For the everyday CrossFitter, the 9-to-5er whose feet find the bedside ground before the sun slides above the horizon, slams their coffee black to drive in and suffer through a predawn metcon just to head home, shower and roll into a full workday, our Games season is about to come to a humbling close, as it does year and year again. The Monday after Easter will arrive and back to grind we go. We’ll watch the Baileys, Dottirs, Bazinets and Heppners of the world continue on to Regionals, to Carson and then to presumably a month of ice baths.
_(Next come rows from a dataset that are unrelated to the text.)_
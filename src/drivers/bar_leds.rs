//! 8-LED bar display on port 9.
//!
//! The display owns the whole port, so writes latch the full byte without
//! masking.  Bit n lights LED n.

use crate::drivers::port::GpioPort;

pub const ALL_OFF: u8 = 0x00;
pub const ALL_ON: u8 = 0xFF;
/// LEDs 0–3.
pub const LOWER_HALF: u8 = 0x0F;
/// LEDs 4–7.
pub const UPPER_HALF: u8 = 0xF0;
/// LEDs 0, 2, 4, 6.
pub const EVEN: u8 = 0x55;
/// LEDs 1, 3, 5, 7.
pub const ODD: u8 = 0xAA;

/// Latch `value` and return what the register actually holds.
pub fn set_bar_leds(port: &mut impl GpioPort, value: u8) -> u8 {
    port.write_output(value);
    port.read_output()
}
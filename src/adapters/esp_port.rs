//! ESP32-S3 port adapter.
//!
//! Presents up to eight physical GPIOs as one logical 8-bit [`GpioPort`],
//! using raw ESP-IDF GPIO driver calls.  Bit n of the logical port is
//! routed to `map[n]` (see [`pins`](crate::pins)); unmapped bits read 0
//! and ignore writes.
//!
//! Register semantics are emulated per pin:
//!
//! - outputs run in `INPUT_OUTPUT` mode so the pad level can be read back;
//! - the output latch doubles as pull direction for pulled inputs, so a
//!   cleared latch bit on a pulled input selects pull-down;
//! - "high" drive strength is `GPIO_DRIVE_CAP_3`, "normal" the IDF default
//!   `GPIO_DRIVE_CAP_2`.
//!
//! Only construction can fail.  After that, every per-pin call that the
//! driver rejects is logged and skipped.

use esp_idf_svc::sys::*;
use log::{debug, warn};

use crate::drivers::port::{Direction, DriveStrength, GpioPort};
use crate::error::{Error, Result};
use crate::pins::PortMap;

pub struct EspPort {
    name: &'static str,
    map: PortMap,
    /// Output latch (emulated `OUT` register).
    latch: u8,
    /// Bits currently configured as outputs.
    outputs: u8,
    /// Bits with the internal pull enabled.
    pulled: u8,
}

impl EspPort {
    /// Claim every mapped GPIO and reset it to a floating input.
    pub fn new(name: &'static str, map: PortMap) -> Result<Self> {
        for gpio in map.iter().flatten().copied() {
            // SAFETY: plain driver calls on a pin number; the driver
            // validates the number and reports it through the return code.
            let ret = unsafe { gpio_reset_pin(gpio) };
            if ret != ESP_OK as i32 {
                return Err(Error::GpioConfig { gpio, code: ret });
            }
            let ret = unsafe { gpio_set_pull_mode(gpio, gpio_pull_mode_t_GPIO_FLOATING) };
            if ret != ESP_OK as i32 {
                return Err(Error::GpioConfig { gpio, code: ret });
            }
        }
        debug!("esp_port: {} claimed {:?}", name, map);
        Ok(Self {
            name,
            map,
            latch: 0,
            outputs: 0,
            pulled: 0,
        })
    }

    fn pins(&self, mask: u8) -> impl Iterator<Item = (u8, i32)> + '_ {
        self.map
            .iter()
            .enumerate()
            .filter_map(move |(bit, gpio)| {
                let bit = 1u8 << bit;
                gpio.filter(|_| mask & bit != 0).map(|gpio| (bit, gpio))
            })
    }

    fn check(&self, gpio: i32, what: &str, ret: esp_err_t) {
        if ret != ESP_OK as i32 {
            warn!("esp_port: {} GPIO {} {} failed (rc={})", self.name, gpio, what, ret);
        }
    }

    fn apply_pull(&self, bit: u8, gpio: i32) {
        let mode = if self.latch & bit != 0 {
            gpio_pull_mode_t_GPIO_PULLUP_ONLY
        } else {
            gpio_pull_mode_t_GPIO_PULLDOWN_ONLY
        };
        // SAFETY: pin was claimed in `new`.
        self.check(gpio, "pull", unsafe { gpio_set_pull_mode(gpio, mode) });
    }

    fn apply_level(&self, bit: u8, gpio: i32) {
        let level = u32::from(self.latch & bit != 0);
        // SAFETY: pin was claimed in `new` and is configured as output.
        self.check(gpio, "level", unsafe { gpio_set_level(gpio, level) });
    }

    fn pad_level(gpio: i32) -> bool {
        // SAFETY: read-only register access on a claimed pin.
        (unsafe { gpio_get_level(gpio) }) != 0
    }
}

impl GpioPort for EspPort {
    fn select_gpio(&mut self, mask: u8) {
        for (_, gpio) in self.pins(mask) {
            // SAFETY: pin was claimed in `new`.
            self.check(gpio, "reset", unsafe { gpio_reset_pin(gpio) });
            self.check(gpio, "float", unsafe {
                gpio_set_pull_mode(gpio, gpio_pull_mode_t_GPIO_FLOATING)
            });
        }
        self.outputs &= !mask;
        self.pulled &= !mask;
    }

    fn set_direction(&mut self, mask: u8, direction: Direction) {
        let mode = match direction {
            Direction::Output => gpio_mode_t_GPIO_MODE_INPUT_OUTPUT,
            Direction::Input => gpio_mode_t_GPIO_MODE_INPUT,
        };
        for (bit, gpio) in self.pins(mask) {
            // SAFETY: pin was claimed in `new`.
            self.check(gpio, "direction", unsafe { gpio_set_direction(gpio, mode) });
            match direction {
                Direction::Output => self.apply_level(bit, gpio),
                Direction::Input if self.pulled & bit != 0 => self.apply_pull(bit, gpio),
                Direction::Input => {}
            }
        }
        match direction {
            Direction::Output => self.outputs |= mask,
            Direction::Input => self.outputs &= !mask,
        }
    }

    fn enable_pull(&mut self, mask: u8) {
        self.pulled |= mask;
        for (bit, gpio) in self.pins(mask) {
            self.apply_pull(bit, gpio);
        }
    }

    fn set_drive_strength(&mut self, mask: u8, strength: DriveStrength) {
        let cap = match strength {
            DriveStrength::High => gpio_drive_cap_t_GPIO_DRIVE_CAP_3,
            DriveStrength::Normal => gpio_drive_cap_t_GPIO_DRIVE_CAP_2,
        };
        for (_, gpio) in self.pins(mask) {
            // SAFETY: pin was claimed in `new`.
            self.check(gpio, "drive", unsafe { gpio_set_drive_capability(gpio, cap) });
        }
    }

    fn read_input(&self) -> u8 {
        self.pins(0xFF)
            .filter(|&(_, gpio)| Self::pad_level(gpio))
            .fold(0, |acc, (bit, _)| acc | bit)
    }

    fn read_output(&self) -> u8 {
        let pads = self
            .pins(self.outputs)
            .filter(|&(_, gpio)| Self::pad_level(gpio))
            .fold(0, |acc, (bit, _)| acc | bit);
        pads | (self.latch & !self.outputs)
    }

    fn write_output(&mut self, value: u8) {
        let changed = self.latch ^ value;
        self.latch = value;
        for (bit, gpio) in self.pins(0xFF) {
            if self.outputs & bit != 0 {
                self.apply_level(bit, gpio);
            } else if self.pulled & bit != 0 && changed & bit != 0 {
                self.apply_pull(bit, gpio);
            }
        }
    }
}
At the end of the day, this methodology we’ve all committed to is just that, our fitness program. It snowballs once a year into a demonstration of physical preparedness at such a gladiatorial degree that we cannot help but watch, sure, but the purpose regularly is something less grand, equally impactful and more transformative. The Open gives us mere mortals a peak behind the pain curtain and quenches our curiosity of competition. It’s popularity, much like the brand itself, is categorically meteoric. The first year the Open format was implemented a stark 26,000 participants found their way to the leaderboard, a number that stands as a candle in the sun compared to the 272,000 athletes that registered last year. It’s a truly galvanizing five weeks, pitting you against you, former or future. Director of the Games Dave Castro’s programming is well composed and holds sturdy against scrutinization. He continues to challenge the capacity of every member of the community regardless of their experience within it. More than likely, nobody reading this is going to be on ESPN anytime soon (unless of course you plan on streaking during the Royals home opener) and that is the beauty of CrossFit. The overwhelming majority of the people who inhabit affiliates are pursuing fitness to live happier and healthier, and nothing more.
This collective experience that the Open produces is a globally unique phenomena that can only be compared to other large-scale events of interconnectedness that happen annually at most, like Christmas mornings as a kid or a packed city square on New Year’s Eve or more appropriately perhaps, taxes. Whether it’s your first year CrossFitting or you remember the blue balls bouncing in the hopper at the Ranch, the Open provides something that can only be experienced. There is as much agony as jubilation. Controversy flourishes online as the purists repeatedly refresh the Games page. Bonds are forged and PR’s are shattered. If you’ve ever seen your favorite band play a dive, the word you use to convey the intimacy of a performance in a venue like that is environment. You can’t match the environment of the Open. Done right, at your local neighborhood box, it’s magnetic. It sheds the ills of the work week and slaps a stupid smile on your face. Personally, I revel in the Friday nights, losing my voice, vicariously suffering through every rep the athletes that call me Coach perform. I live and die in their firsts as well as their failures. This is what the Open means to me.